Разсматривал «законы иллюзий», свящ. Павел Флоренский писал, что «целостность художественного произведения заставляет предполагать взаимную связь и обусловленность отдельных элементов его».{62} Но ведь и обратно: согласная деятельность художественных частностей выявляет и усиливает впечатление целостности произведения словесного искусства и приглашает брать его именно как интеграл составляющих его малых величин. Искусство может быть понято как сложная система средств для достижения замышленной, но не объявленной цели. На ранних стадиях изучения книг Набокова, в 1950-е–1960-е годы, филологи были сосредоточены на дифференциалах этих средств, на строительном материале его прозы, на приемах и отдельных сочетаниях составных элементов. Только в конце жизни Набокова, да и то не без подсказок (в его нарочно придуманном интервью о предпоследнем романе «Сквозняк из прошлого»), и после его смерти (в предисловии вдовы к сборнику его русских стихов), обратили внимание на тщательно укрытое метафизическое и отсюда нравственное содержание его сочинений. Теперь же изследования, ему посвященные, в своей невероятной многочисленности потеряли всякое разумное направление, и если и возможно в них усмотреть некоторую наклонность или тенденцию, то это скорее тенденция к верхоглядной критике с позиций стадного и оттого ходкого идеологического утилитаризма.

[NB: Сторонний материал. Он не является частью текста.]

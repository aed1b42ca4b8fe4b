use pdeps_cli::test_utils::GraphFixture;
use predicates::prelude::*;

mod common;
use common::TestProject;

#[test]
fn test_list_default_scope_is_provided() {
    let project = TestProject::new();
    project.write_graph(&GraphFixture::basic());

    project
        .pdeps()
        .arg("list")
        .assert()
        .success()
        .stdout(predicate::str::contains("GROUP ID"))
        .stdout(predicate::str::contains("lib1"))
        .stdout(predicate::str::contains("x:y"))
        .stdout(predicate::str::contains("lib2").not())
        .stdout(predicate::str::contains("compile").not());

    assert!(!project.path().join("target").exists());
}

#[test]
fn test_list_compile_json() {
    let project = TestProject::new();
    project.write_graph(&GraphFixture::basic());

    let output =
        project.pdeps().args(["list", "--scope", "compile", "--format", "json"]).output().unwrap();
    assert!(output.status.success());

    let records: serde_json::Value = serde_json::from_slice(&output.stdout).unwrap();
    let records = records.as_array().unwrap();
    assert_eq!(records.len(), 2);
    assert_eq!(records[0]["artifactId"], "lib1");
    assert_eq!(records[0]["scope"], "compile");
    assert!(records[0].get("exclusions").is_none());
    assert_eq!(records[1]["artifactId"], "lib3");
    assert_eq!(records[1]["exclusions"][0]["groupId"], "x");
    assert_eq!(records[1]["exclusions"][0]["artifactId"], "y");
    assert_eq!(records[1]["exclusions"].as_array().unwrap().len(), 1);
}

#[test]
fn test_list_test_scope_relabels_non_test_artifacts() {
    let project = TestProject::new();
    project.write_graph(&GraphFixture::basic());

    let output =
        project.pdeps().args(["list", "--scope", "test", "--format", "json"]).output().unwrap();
    assert!(output.status.success());

    // lib2 is itself test-scoped and skipped; the others take the target scope.
    let records: serde_json::Value = serde_json::from_slice(&output.stdout).unwrap();
    let records = records.as_array().unwrap();
    assert_eq!(records.len(), 2);
    assert_eq!(records[0]["artifactId"], "lib1");
    assert_eq!(records[0]["scope"], "test");
    assert_eq!(records[1]["artifactId"], "lib3");
    assert_eq!(records[1]["scope"], "test");
}
mod checkout;
mod helpers;
mod mocks;
mod outbox;
mod plugin;
mod webhook;
use std::{env, env::VarError};

/// There's no real CLI for the server, so just do quick 'n dirty
pub fn handle_command_line_args() -> bool {
    let has_cli_args = env::args().count() > 1;
    if has_cli_args {
        // We don't expect any CLI args, so always print the help
        display_readme();
        display_envs();
    }
    has_cli_args
}

fn display_readme() {
    const README: &str = include_str!("./cli-help.txt");
    println!("\n{README}\n");
}

fn display_envs() {
    // Be explicit about which envars to print, so as to avoid accidentally exposing secrets
    const DISPLAY_ENVS: [&str; 13] = [
        "RUST_LOG",
        "VSS_HOST",
        "VSS_PORT",
        "VSS_BASE_URL",
        "VSS_DATABASE_URL",
        "VSS_SERVERS",
        "VSS_VIP_PRICE",
        "VSS_VIP_PLUS_PRICE",
        "VSS_SWEEP_INTERVAL_SECS",
        "VSS_LINK_SESSION_TTL_MINS",
        "VSS_OUTBOX_RETENTION_DAYS",
        "VSS_MIGRATE_ON_STARTUP",
        "INFINITEPAY_API_URL",
    ];

    println!("Current environment values (EXCLUDING variables that contain secrets):");
    DISPLAY_ENVS.iter().for_each(|&name| {
        let val = match env::var(name) {
            Ok(s) => s,
            Err(VarError::NotPresent) => "Not set".into(),
            Err(VarError::NotUnicode(s)) => format!("Invalid value: {}", s.to_string_lossy()),
        };
        println!("  {name:<35} {val:<15}");
    })
}
use actix_web::{http::StatusCode, web, web::ServiceConfig};
use chrono::{Duration, Utc};
use serde_json::{json, Value};
use vip_sync_engine::{
    db_types::{
        DiscordId,
        Entitlement,
        EventId,
        EventType,
        Order,
        OrderId,
        OutboxEvent,
        PaymentStatus,
        ServerId,
        SteamId,
        VipTier,
    },
    traits::{PaymentUpdateOutcome, VipGatewayError},
    OrderFlowApi,
};
use vss_common::{Price, Secret};

use crate::{
    endpoint_tests::{
        helpers::{post_request, test_registry},
        mocks::MockVipDb,
    },
    infinitepay_routes::InfinitepayWebhookRoute,
    middleware::ApiKeyMiddlewareFactory,
};

const ORDER_NSU: &str = "ORD-1718000000000-00c0ffee";
const TX_NSU: &str = "TX-20240610-001";

fn sample_order(order_id: &OrderId, transaction_id: &str, status: PaymentStatus) -> Order {
    let now = Utc::now();
    Order {
        id: 1,
        order_id: order_id.clone(),
        transaction_id: Some(transaction_id.to_string()),
        discord_id: DiscordId::from("99887766"),
        server_id: ServerId::new("server1"),
        vip_tier: VipTier::Vip,
        amount: Price::from_cents(2990),
        status,
        checkout_url: "https://checkout.infinitepay.io/pay/abc123".to_string(),
        idempotency_key: None,
        created_at: now,
        updated_at: now,
    }
}

fn sample_entitlement() -> Entitlement {
    let now = Utc::now();
    Entitlement {
        id: 7,
        server_id: ServerId::new("server1"),
        discord_id: Some(DiscordId::from("99887766")),
        steam_id: Some(SteamId::from("76561198012345678")),
        vip_tier: Some(VipTier::Vip),
        vip_expires_at: Some(now + Duration::days(30)),
        created_at: now,
        updated_at: now,
    }
}

fn sample_event() -> OutboxEvent {
    OutboxEvent {
        id: 1,
        event_id: EventId::random(),
        event_type: EventType::PaymentConfirmed,
        discord_id: DiscordId::from("99887766"),
        server_id: ServerId::new("server1"),
        vip_tier: Some(VipTier::Vip),
        created_at: Utc::now(),
        processed: false,
        processed_at: None,
    }
}

fn register(cfg: &mut ServiceConfig, db: MockVipDb, secret: Option<Secret<String>>) {
    let api = OrderFlowApi::new(db, test_registry());
    cfg.service(
        web::scope("/webhooks")
            .wrap(ApiKeyMiddlewareFactory::optional("x-webhook-secret", secret))
            .service(InfinitepayWebhookRoute::<MockVipDb>::new()),
    )
    .app_data(web::Data::new(api));
}

fn secured(cfg: &mut ServiceConfig, db: MockVipDb) {
    register(cfg, db, Some(Secret::new("hook-secret".to_string())));
}

fn configure_confirming(cfg: &mut ServiceConfig) {
    let mut db = MockVipDb::new();
    db.expect_process_payment_update().returning(|order_id, transaction_id, status, _now| {
        assert!(status.is_success(), "Expected a success-class status, got {status}");
        Ok(PaymentUpdateOutcome {
            order: sample_order(order_id, transaction_id, status),
            entitlement: Some(sample_entitlement()),
            event: Some(sample_event()),
        })
    });
    secured(cfg, db);
}

fn configure_recording(cfg: &mut ServiceConfig) {
    let mut db = MockVipDb::new();
    db.expect_process_payment_update().returning(|order_id, transaction_id, status, _now| {
        Ok(PaymentUpdateOutcome {
            order: sample_order(order_id, transaction_id, status),
            entitlement: None,
            event: None,
        })
    });
    secured(cfg, db);
}

fn configure_duplicate(cfg: &mut ServiceConfig) {
    let mut db = MockVipDb::new();
    db.expect_process_payment_update().returning(|order_id, transaction_id, _status, _now| {
        Err(VipGatewayError::DuplicateTransaction {
            order_id: order_id.clone(),
            transaction_id: transaction_id.to_string(),
        })
    });
    secured(cfg, db);
}

fn configure_unknown_order(cfg: &mut ServiceConfig) {
    let mut db = MockVipDb::new();
    db.expect_process_payment_update()
        .returning(|order_id, _tx, _status, _now| Err(VipGatewayError::OrderNotFound(order_id.clone())));
    secured(cfg, db);
}

fn configure_untouched_backend(cfg: &mut ServiceConfig) {
    let mut db = MockVipDb::new();
    db.expect_process_payment_update().times(0);
    secured(cfg, db);
}

fn configure_unsecured(cfg: &mut ServiceConfig) {
    let mut db = MockVipDb::new();
    db.expect_process_payment_update().returning(|order_id, transaction_id, status, _now| {
        Ok(PaymentUpdateOutcome {
            order: sample_order(order_id, transaction_id, status),
            entitlement: Some(sample_entitlement()),
            event: Some(sample_event()),
        })
    });
    register(cfg, db, None);
}

fn hook_headers() -> [(&'static str, &'static str); 1] {
    [("x-webhook-secret", "hook-secret")]
}

#[actix_web::test]
async fn a_success_status_confirms_the_order() {
    let _ = env_logger::try_init();
    let body = json!({"order_nsu": ORDER_NSU, "transaction_nsu": TX_NSU, "status": "approved"});
    let (status, body) =
        post_request(&hook_headers(), "/webhooks/infinitepay", body, configure_confirming).await.expect("Request failed");
    assert_eq!(status, StatusCode::OK);
    let response: Value = serde_json::from_str(&body).expect("Invalid JSON response");
    assert_eq!(response["success"], true);
    assert!(response["message"].as_str().unwrap_or_default().contains("confirmed"), "Unexpected body: {body}");
}

#[actix_web::test]
async fn a_non_success_status_is_recorded_without_confirmation() {
    let _ = env_logger::try_init();
    let body = json!({"order_nsu": ORDER_NSU, "transaction_nsu": TX_NSU, "status": "declined"});
    let (status, body) =
        post_request(&hook_headers(), "/webhooks/infinitepay", body, configure_recording).await.expect("Request failed");
    assert_eq!(status, StatusCode::OK);
    let response: Value = serde_json::from_str(&body).expect("Invalid JSON response");
    assert_eq!(response["success"], true);
    assert!(response["message"].as_str().unwrap_or_default().contains("recorded"), "Unexpected body: {body}");
}

#[actix_web::test]
async fn nested_payloads_are_understood() {
    let _ = env_logger::try_init();
    let body = json!({
        "order": { "order_nsu": ORDER_NSU },
        "transaction": { "transaction_nsu": TX_NSU },
        "transaction_status": "paid"
    });
    let (status, body) =
        post_request(&hook_headers(), "/webhooks/infinitepay", body, configure_confirming).await.expect("Request failed");
    assert_eq!(status, StatusCode::OK);
    let response: Value = serde_json::from_str(&body).expect("Invalid JSON response");
    assert_eq!(response["success"], true);
}

#[actix_web::test]
async fn redelivered_webhooks_answer_success_false() {
    let _ = env_logger::try_init();
    let body = json!({"order_nsu": ORDER_NSU, "transaction_nsu": TX_NSU, "status": "approved"});
    let (status, body) =
        post_request(&hook_headers(), "/webhooks/infinitepay", body, configure_duplicate).await.expect("Request failed");
    // 200, not an error status. The provider must stop retrying a webhook we have already applied.
    assert_eq!(status, StatusCode::OK);
    let response: Value = serde_json::from_str(&body).expect("Invalid JSON response");
    assert_eq!(response["success"], false);
    assert!(response["message"].as_str().unwrap_or_default().contains("already processed"), "Unexpected body: {body}");
}

#[actix_web::test]
async fn an_unknown_order_is_not_found() {
    let _ = env_logger::try_init();
    let body = json!({"order_nsu": "ORD-0000000000000-deadbeef", "transaction_nsu": TX_NSU, "status": "approved"});
    let err = post_request(&hook_headers(), "/webhooks/infinitepay", body, configure_unknown_order)
        .await
        .expect_err("Expected error");
    assert!(err.contains("The data was not found"), "Unexpected error: {err}");
    assert!(err.contains("does not exist"), "Unexpected error: {err}");
}

#[actix_web::test]
async fn webhooks_without_an_order_nsu_are_rejected() {
    let _ = env_logger::try_init();
    let body = json!({"transaction_nsu": TX_NSU, "status": "approved"});
    let err = post_request(&hook_headers(), "/webhooks/infinitepay", body, configure_untouched_backend)
        .await
        .expect_err("Expected error");
    assert!(err.contains("does not carry an order NSU"), "Unexpected error: {err}");
}

#[actix_web::test]
async fn webhooks_without_a_transaction_nsu_are_rejected() {
    let _ = env_logger::try_init();
    let body = json!({"order_nsu": ORDER_NSU, "status": "approved"});
    let err = post_request(&hook_headers(), "/webhooks/infinitepay", body, configure_untouched_backend)
        .await
        .expect_err("Expected error");
    assert!(err.contains("does not carry a transaction NSU"), "Unexpected error: {err}");
}

#[actix_web::test]
async fn the_webhook_secret_is_enforced_when_configured() {
    let _ = env_logger::try_init();
    let body = json!({"order_nsu": ORDER_NSU, "transaction_nsu": TX_NSU, "status": "approved"});
    let err = post_request(&[("x-webhook-secret", "wrong")], "/webhooks/infinitepay", body, configure_untouched_backend)
        .await
        .expect_err("Expected error");
    assert!(err.contains("Invalid API key"), "Unexpected error: {err}");
}

#[actix_web::test]
async fn a_missing_secret_is_rejected_when_one_is_configured() {
    let _ = env_logger::try_init();
    let body = json!({"order_nsu": ORDER_NSU, "transaction_nsu": TX_NSU, "status": "approved"});
    let err = post_request(&[], "/webhooks/infinitepay", body, configure_untouched_backend)
        .await
        .expect_err("Expected error");
    assert!(err.contains("No API key presented"), "Unexpected error: {err}");
}

#[actix_web::test]
async fn the_webhook_is_open_when_no_secret_is_configured() {
    let _ = env_logger::try_init();
    let body = json!({"order_nsu": ORDER_NSU, "transaction_nsu": TX_NSU, "status": "confirmed"});
    let (status, _) =
        post_request(&[], "/webhooks/infinitepay", body, configure_unsecured).await.expect("Request failed");
    assert_eq!(status, StatusCode::OK);
}
//! Unified API for the per-server entitlement store.

use std::fmt::Debug;

use chrono::{DateTime, Utc};
use log::*;

use crate::{
    db_types::{
        vip_term,
        DiscordId,
        Entitlement,
        EntitlementKey,
        EntitlementUpdate,
        ServerId,
        ServerRegistry,
        SteamId,
        VipStatus,
        VipTier,
    },
    traits::{EntitlementApiError, EntitlementManagement},
};

/// The `EntitlementApi` serves the game-server plugins: VIP status lookups and the manual grant and revoke
/// operations an admin can trigger from in-game.
pub struct EntitlementApi<B> {
    db: B,
    registry: ServerRegistry,
}

impl<B> Debug for EntitlementApi<B> {
    fn fmt(&self, f: &mut std::fmt::Formatter<'_>) -> std::fmt::Result {
        write!(f, "EntitlementApi")
    }
}

impl<B> EntitlementApi<B> {
    pub fn new(db: B, registry: ServerRegistry) -> Self {
        Self { db, registry }
    }

    pub fn ensure_known_server(&self, server_id: &ServerId) -> Result<(), EntitlementApiError> {
        if self.registry.contains(server_id) {
            Ok(())
        } else {
            Err(EntitlementApiError::UnsupportedServer(server_id.clone()))
        }
    }
}

impl<B> EntitlementApi<B>
where B: EntitlementManagement
{
    /// The current VIP standing for a steam id. An unknown player reads as a plain non-VIP.
    pub async fn vip_status(&self, server_id: &ServerId, steam_id: &SteamId) -> Result<VipStatus, EntitlementApiError> {
        self.ensure_known_server(server_id)?;
        self.db.vip_status(server_id, steam_id, Utc::now()).await
    }

    /// Grants (or overwrites) a VIP tier for the given steam id. When no expiry is supplied the grant runs for one
    /// standard VIP term from now. A discord id can be supplied to bind that identity in the same write.
    pub async fn apply_vip(
        &self,
        server_id: &ServerId,
        steam_id: &SteamId,
        discord_id: Option<DiscordId>,
        tier: VipTier,
        expires_at: Option<DateTime<Utc>>,
    ) -> Result<Entitlement, EntitlementApiError> {
        self.ensure_known_server(server_id)?;
        let expires_at = expires_at.unwrap_or_else(|| Utc::now() + vip_term());
        let mut update = EntitlementUpdate::grant_for_steam(steam_id.clone(), tier, expires_at);
        update.discord_id = discord_id;
        let entitlement = self.db.upsert_entitlement(server_id, update).await?;
        info!("🎟️ {tier} granted to steam id {steam_id} on {server_id}, running to {expires_at}");
        Ok(entitlement)
    }

    /// Revokes the VIP grant for the given steam id. The player record stays behind with its identity bindings.
    pub async fn remove_vip(&self, server_id: &ServerId, steam_id: &SteamId) -> Result<Entitlement, EntitlementApiError> {
        self.ensure_known_server(server_id)?;
        let entitlement = self.db.clear_vip(server_id, steam_id).await?;
        info!("🎟️ VIP revoked for steam id {steam_id} on {server_id}");
        Ok(entitlement)
    }

    pub async fn entitlement(
        &self,
        server_id: &ServerId,
        key: &EntitlementKey,
    ) -> Result<Option<Entitlement>, EntitlementApiError> {
        self.ensure_known_server(server_id)?;
        self.db.fetch_entitlement(server_id, key).await
    }

    pub async fn entitlements_for_server(&self, server_id: &ServerId) -> Result<Vec<Entitlement>, EntitlementApiError> {
        self.ensure_known_server(server_id)?;
        self.db.fetch_entitlements_for_server(server_id).await
    }
}
//--------------------------------------  EntitlementUpdate   ---------------------------------------------------------
/// A patch for the entitlement upsert. Present fields win; absent fields keep their stored value.
#[derive(Debug, Clone, Default)]
pub struct EntitlementUpdate {
    pub discord_id: Option<DiscordId>,
    pub steam_id: Option<SteamId>,
    pub vip: Option<VipGrant>,
}

impl EntitlementUpdate {
    pub fn link(discord_id: DiscordId, steam_id: SteamId) -> Self {
        Self { discord_id: Some(discord_id), steam_id: Some(steam_id), vip: None }
    }

    pub fn grant_for_steam(steam_id: SteamId, tier: VipTier, expires_at: DateTime<Utc>) -> Self {
        Self { discord_id: None, steam_id: Some(steam_id), vip: Some(VipGrant { tier, expires_at }) }
    }

    pub fn is_empty(&self) -> bool {
        self.discord_id.is_none() && self.steam_id.is_none() && self.vip.is_none()
    }
}

/// A tier and expiry pair, always set together.
#[derive(Debug, Clone, Copy)]
pub struct VipGrant {
    pub tier: VipTier,
    pub expires_at: DateTime<Utc>,
}

//--------------------------------------   EntitlementKey     ---------------------------------------------------------
/// Lookup key for a player record on a given server.
#[derive(Debug, Clone, PartialEq, Eq)]
pub enum EntitlementKey {
    Discord(DiscordId),
    Steam(SteamId),
}

impl Display for EntitlementKey {
    fn fmt(&self, f: &mut std::fmt::Formatter<'_>) -> std::fmt::Result {
        match self {
            EntitlementKey::Discord(id) => write!(f, "discord:{id}"),
            EntitlementKey::Steam(id) => write!(f, "steam:{id}"),
        }
    }
}

//--------------------------------------      VipStatus       ---------------------------------------------------------
/// The read model served to game plugins. Tier and expiry are only surfaced while the grant is
/// actually valid; a lapsed or unknown player reads as a plain non-VIP.
#[derive(Debug, Clone, Serialize, Deserialize)]
#[serde(rename_all = "camelCase")]
pub struct VipStatus {
    pub has_vip: bool,
    #[serde(rename = "vipType")]
    pub vip_tier: Option<VipTier>,
    pub vip_expires_at: Option<DateTime<Utc>>,
    pub discord_id: Option<DiscordId>,
}

impl VipStatus {
    pub fn none() -> Self {
        Self { has_vip: false, vip_tier: None, vip_expires_at: None, discord_id: None }
    }

    pub fn from_entitlement(entitlement: &Entitlement, now: DateTime<Utc>) -> Self {
        let has_vip = entitlement.has_vip(now);
        Self {
            has_vip,
            vip_tier: if has_vip { entitlement.vip_tier } else { None },
            vip_expires_at: if has_vip { entitlement.vip_expires_at } else { None },
            discord_id: entitlement.discord_id.clone(),
        }
    }
}

//--------------------------------------        Order         ---------------------------------------------------------
/// A row in the order ledger. The ledger is append-mostly; only the payment status, transaction
/// id and `updated_at` change after insertion.
#[derive(Debug, Clone, Serialize, Deserialize, FromRow)]
pub struct Order {
    pub id: i64,
    pub order_id: OrderId,
    /// The transaction NSU reported by the payment provider. `None` until a webhook records it.
    pub transaction_id: Option<String>,
    pub discord_id: DiscordId,
    pub server_id: ServerId,
    pub vip_tier: VipTier,
    pub amount: Price,
    pub status: PaymentStatus,
    pub checkout_url: String,
    /// Caller-supplied retry token. Unique when present, so checkout retries reuse the stored
    /// order instead of minting a new one.
    pub idempotency_key: Option<String>,
    pub created_at: DateTime<Utc>,
    pub updated_at: DateTime<Utc>,
}

//--------------------------------------       NewOrder       ---------------------------------------------------------
#[derive(Debug, Clone)]
pub struct NewOrder {
    pub order_id: OrderId,
    pub discord_id: DiscordId,
    pub server_id: ServerId,
    pub vip_tier: VipTier,
    pub amount: Price,
    pub checkout_url: String,
    pub idempotency_key: Option<String>,
    pub created_at: DateTime<Utc>,
}

impl NewOrder {
    pub fn new(
        order_id: OrderId,
        discord_id: DiscordId,
        server_id: ServerId,
        vip_tier: VipTier,
        amount: Price,
        checkout_url: String,
    ) -> Self {
        Self {
            order_id,
            discord_id,
            server_id,
            vip_tier,
            amount,
            checkout_url,
            idempotency_key: None,
            created_at: Utc::now(),
        }
    }

    pub fn with_idempotency_key<S: Into<String>>(mut self, key: S) -> Self {
        self.idempotency_key = Some(key.into());
        self
    }
}

//--------------------------------------      EventType       ---------------------------------------------------------
#[derive(Debug, Clone, Copy, PartialEq, Eq, Serialize, Deserialize, Type)]
pub enum EventType {
    #[serde(rename = "STEAM_LINKED")]
    #[sqlx(rename = "STEAM_LINKED")]
    SteamLinked,
    #[serde(rename = "PAYMENT_CONFIRMED")]
    #[sqlx(rename = "PAYMENT_CONFIRMED")]
    PaymentConfirmed,
    #[serde(rename = "VIP_EXPIRED")]
    #[sqlx(rename = "VIP_EXPIRED")]
    VipExpired,
}

impl Display for EventType {
    fn fmt(&self, f: &mut std::fmt::Formatter<'_>) -> std::fmt::Result {
        match self {
            EventType::SteamLinked => write!(f, "STEAM_LINKED"),
            EventType::PaymentConfirmed => write!(f, "PAYMENT_CONFIRMED"),
            EventType::VipExpired => write!(f, "VIP_EXPIRED"),
        }
    }
}

impl FromStr for EventType {
    type Err = ConversionError;

    fn from_str(s: &str) -> Result<Self, Self::Err> {
        match s {
            "STEAM_LINKED" => Ok(Self::SteamLinked),
            "PAYMENT_CONFIRMED" => Ok(Self::PaymentConfirmed),
            "VIP_EXPIRED" => Ok(Self::VipExpired),
            s => Err(ConversionError(format!("Invalid event type: {s}"))),
        }
    }
}

//--------------------------------------     OutboxEvent      ---------------------------------------------------------
/// A notification queued for the Discord bot. Append-only apart from the processed flag, and
/// delivered at least once; consumers must treat re-delivery as routine.
#[derive(Debug, Clone, Serialize, Deserialize, FromRow)]
#[serde(rename_all = "camelCase")]
pub struct OutboxEvent {
    #[serde(skip)]
    pub id: i64,
    pub event_id: EventId,
    #[serde(rename = "type")]
    pub event_type: EventType,
    pub discord_id: DiscordId,
    pub server_id: ServerId,
    #[serde(rename = "vipType")]
    pub vip_tier: Option<VipTier>,
    pub created_at: DateTime<Utc>,
    pub processed: bool,
    pub processed_at: Option<DateTime<Utc>>,
}

//--------------------------------------     LinkSession      ---------------------------------------------------------
/// A single-use session correlating a Discord member with the Steam identity they are about to
/// prove. Consumption is a compare-and-swap, so concurrent callbacks cannot both succeed.
#[derive(Debug, Clone, Serialize, Deserialize, FromRow)]
#[serde(rename_all = "camelCase")]
pub struct LinkSession {
    pub id: i64,
    pub session_id: SessionId,
    pub discord_id: DiscordId,
    pub server_id: ServerId,
    pub steam_id: Option<SteamId>,
    pub created_at: DateTime<Utc>,
    pub used: bool,
    pub used_at: Option<DateTime<Utc>>,
}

Я думаю, что основные задачи и способы метафизических поисков Набокова оставались в принципе неизменны начиная с «Господина Морна» и кончая «Арлекинами». Поэтому самые увлекательные и в то же время плодотворные открытия ждут изследователей не в модных формулах сравнительного анализа («Набоков и скандинавские саги») или эволюционных наблюдений (вроде «Подступов к Лолите» и т. п.), но в добросовестных попытках понять его поэтику, физику и метафизику, когда его сочинения берутся как главы или отделы одного пожизненного опуса, который подлежит изучению во всей его сложной, но целой величине.